If you are caring for your child who has autism, a great way to provide consistent support is by encouraging techniques that they have learnt in therapy or school in the home environment as well. This helps to reinforce learning, but also encourages them to transfer their new skills in new environments.
Many people with ASD need routines in order to cope and sudden changes to routine can be unsettling. Having consistent times for meals, showers, sleep and play can make a huge difference in managing the behaviour and anxiety of someone with autism. When anticipating a change to routine, it is important to communicate this with the person you care for.
Caring for someone with autism can be demanding. It’s normal to have days where you feel overwhelmed, lost or anxious. But it’s important to know that while these feelings are common, you don’t have to be alone.
If you, or your family member with autism, is experiencing depression, anxiety, or just needs extra help coping with the stress of everyday life – getting therapy may be a good option.

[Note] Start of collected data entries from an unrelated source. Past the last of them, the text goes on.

//! The bundle generator: owns the output tree a recipe assembles into.

use camino::{Utf8Path, Utf8PathBuf};
use sdkgen_catalog::PathsConfiguration;
use sdkgen_fs::FileSystem;
use sdkgen_metadata::{
    BundleManifest, SwiftSdkMetadata, SwiftSdkTripleProperties, Toolset, to_json_bytes,
};
use sdkgen_runner::{CommandSpec, ProcessSpec, run_checking_success};
use serde::Serialize;
use std::collections::BTreeMap;
use std::sync::Arc;

use crate::error::RecipeError;

/// Owns the on-disk bundle tree being built. Exactly one generator exists
/// per recipe run.
pub struct BundleGenerator {
    pub paths: PathsConfiguration,
    /// Version recorded in the bundle manifest.
    pub bundle_version: String,
    /// Leave existing files in place instead of starting from scratch.
    pub incremental: bool,
    fs: Arc<dyn FileSystem>,
}

impl BundleGenerator {
    #[must_use]
    pub fn new(
        paths: PathsConfiguration,
        bundle_version: String,
        incremental: bool,
        fs: Arc<dyn FileSystem>,
    ) -> Self {
        Self {
            paths,
            bundle_version,
            incremental,
            fs,
        }
    }

    #[must_use]
    pub fn fs(&self) -> &Arc<dyn FileSystem> {
        &self.fs
    }

    /// Create the bundle skeleton. Non-incremental runs delete the existing
    /// output tree first; incremental runs leave it in place.
    pub async fn prepare_bundle(&self) -> Result<(), RecipeError> {
        if !self.incremental {
            self.fs
                .remove_recursively(&self.paths.artifact_bundle_path)
                .await?;
        }
        self.fs.create_dir_all(&self.paths.sdk_root_path).await?;
        self.fs.create_dir_all(&self.paths.sysroot_path).await?;
        Ok(())
    }

    /// Copy the contents of `src` into `dst` (created if missing).
    pub async fn copy_tree(&self, src: &Utf8Path, dst: &Utf8Path) -> Result<(), RecipeError> {
        self.fs.create_dir_all(dst).await?;
        run_checking_success(ProcessSpec::new(
            CommandSpec::new("cp")
                .arg("-R")
                .arg(format!("{src}/."))
                .arg(dst.as_str()),
        ))
        .await?;
        Ok(())
    }

    /// Mirror the contents of `src` into `dst` with rsync, preserving
    /// attributes; used where repeated runs must converge in place.
    pub async fn rsync_tree(&self, src: &Utf8Path, dst: &Utf8Path) -> Result<(), RecipeError> {
        self.fs.create_dir_all(dst).await?;
        run_checking_success(ProcessSpec::new(
            CommandSpec::new("rsync")
                .arg("-a")
                .arg(format!("{src}/"))
                .arg(dst.as_str()),
        ))
        .await?;
        Ok(())
    }

    /// Write one JSON document in the bundle's canonical form.
    pub async fn write_json<T: Serialize>(
        &self,
        path: &Utf8Path,
        document: &T,
    ) -> Result<(), RecipeError> {
        let bytes = to_json_bytes(document)?;
        self.fs.write(path, &bytes).await?;
        Ok(())
    }

    /// Emit the per-target descriptors and the bundle manifest.
    ///
    /// `target_triples` maps each triple string to its descriptor entry;
    /// `supported_host_triples` of `None` marks a universal bundle.
    pub async fn emit_metadata(
        &self,
        toolset: &Toolset,
        target_triples: BTreeMap<String, SwiftSdkTripleProperties>,
        supported_host_triples: Option<Vec<String>>,
    ) -> Result<(), RecipeError> {
        let sdk_root = &self.paths.sdk_root_path;
        self.write_json(&sdk_root.join("toolset.json"), toolset)
            .await?;
        self.write_json(
            &sdk_root.join("swift-sdk.json"),
            &SwiftSdkMetadata::new(target_triples),
        )
        .await?;

        let variant_path = format!(
            "{}/{}",
            self.paths.artifact_id,
            sdk_root.file_name().unwrap_or(&self.paths.artifact_id)
        );
        let manifest = BundleManifest::swift_sdk(
            &self.paths.artifact_id,
            &self.bundle_version,
            &variant_path,
            supported_host_triples,
        );
        self.write_json(&self.paths.bundle_manifest_path(), &manifest)
            .await?;
        Ok(())
    }

    /// Relative path from the SDK root, for descriptor fields.
    pub fn descriptor_path(&self, path: &Utf8Path) -> Result<String, RecipeError> {
        Ok(sdkgen_metadata::relative_to_root(
            path,
            &self.paths.sdk_root_path,
        )?)
    }

    /// Extracted-artifact directory in the cache for a given archive.
    #[must_use]
    pub fn extraction_dir(&self, archive: &Utf8Path) -> Utf8PathBuf {
        let stem = archive.file_name().unwrap_or("archive");
        self.paths.cache_path.join("extracted").join(stem)
    }
}

#[cfg(test)]
mod tests {
    use super::*;
    use sdkgen_fs::VirtualFileSystem;
    use sdkgen_metadata::ToolProperties;

    fn generator(fs: &VirtualFileSystem, incremental: bool) -> BundleGenerator {
        let paths = PathsConfiguration::new(
            Utf8Path::new("/work"),
            "6.0.3-RELEASE_ubuntu_jammy_x86_64",
            "x86_64-unknown-linux-gnu",
            "ubuntu-jammy.sdk",
        );
        BundleGenerator::new(paths, "0.0.1".to_string(), incremental, Arc::new(fs.clone()))
    }

    #[tokio::test]
    async fn non_incremental_prepare_clears_the_tree() {
        let fs = VirtualFileSystem::new();
        let generator = generator(&fs, false);
        let stale = generator.paths.sysroot_path.join("stale-file");
        fs.write(&stale, b"old").await.unwrap();

        generator.prepare_bundle().await.unwrap();
        assert!(!fs.exists(&stale).await);
        assert!(fs.exists(&generator.paths.sysroot_path).await);
    }

    #[tokio::test]
    async fn incremental_prepare_keeps_existing_files() {
        let fs = VirtualFileSystem::new();
        let generator = generator(&fs, true);
        let kept = generator.paths.sysroot_path.join("kept-file");
        fs.write(&kept, b"keep me").await.unwrap();

        generator.prepare_bundle().await.unwrap();
        assert!(fs.exists(&kept).await);
    }

    #[tokio::test]
    async fn emitted_metadata_is_byte_stable_across_runs() {
        let fs = VirtualFileSystem::new();
        let generator = generator(&fs, true);
        generator.prepare_bundle().await.unwrap();

        let toolset = Toolset {
            root_path: Some("swift.xctoolchain/usr/bin".to_string()),
            linker: Some(ToolProperties::with_path("ld.lld")),
            ..Toolset::default()
        };
        let mut triples = BTreeMap::new();
        triples.insert(
            "x86_64-unknown-linux-gnu".to_string(),
            SwiftSdkTripleProperties {
                sdk_root_path: "ubuntu-jammy.sdk".to_string(),
                toolset_paths: Some(vec!["toolset.json".to_string()]),
                ..SwiftSdkTripleProperties::default()
            },
        );

        generator
            .emit_metadata(&toolset, triples.clone(), None)
            .await
            .unwrap();
        let manifest_path = generator.paths.bundle_manifest_path();
        let sdk_json_path = generator.paths.sdk_root_path.join("swift-sdk.json");
        let first_manifest = fs.read_to_end(&manifest_path, 1 << 20).await.unwrap();
        let first_sdk = fs.read_to_end(&sdk_json_path, 1 << 20).await.unwrap();

        generator
            .emit_metadata(&toolset, triples, None)
            .await
            .unwrap();
        assert_eq!(
            fs.read_to_end(&manifest_path, 1 << 20).await.unwrap(),
            first_manifest
        );
        assert_eq!(
            fs.read_to_end(&sdk_json_path, 1 << 20).await.unwrap(),
            first_sdk
        );

        let manifest_text = String::from_utf8(first_manifest).unwrap();
        assert!(manifest_text.contains("\"6.0.3-RELEASE_ubuntu_jammy_x86_64\""));
        assert!(manifest_text.contains("\"type\": \"swiftSDK\""));
    }
}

Seeking counselling support is a great way to sustain your health and to deal with the emotional and mental pressures of being a carer. At Interaction, our psychologists specialise in providing individual and group therapy to people with intellectual disabilities and their families.
Direct support and Support Coordination
Sometimes it can be difficult to know exactly what services are available and how to access the specific resources that your family member may need. Getting the help of a Support Coordinator makes this process easier. Support Coordinators can help in many ways from putting together an NDIS plan, to connecting you and your family member to the services they may need.
In addition to Support Coordination, Direct Support can help a person with ASD to learn everyday life skills such as cooking, cleaning and using public transport.
For family carers, it’s essential to develop a self-care practise. Caring for someone with ASD can mean you have to juggle a number of different roles and tasks. This can make it easy to prioritise the needs of others before your own, and lead to poor mental and emotional health in the long term.
Looking after yourself is far from selfish, and is actually a key factor in making sure you are able to care for others. Maintaining regular hobbies, exercise and seeing friends are all different ways to practise self-care.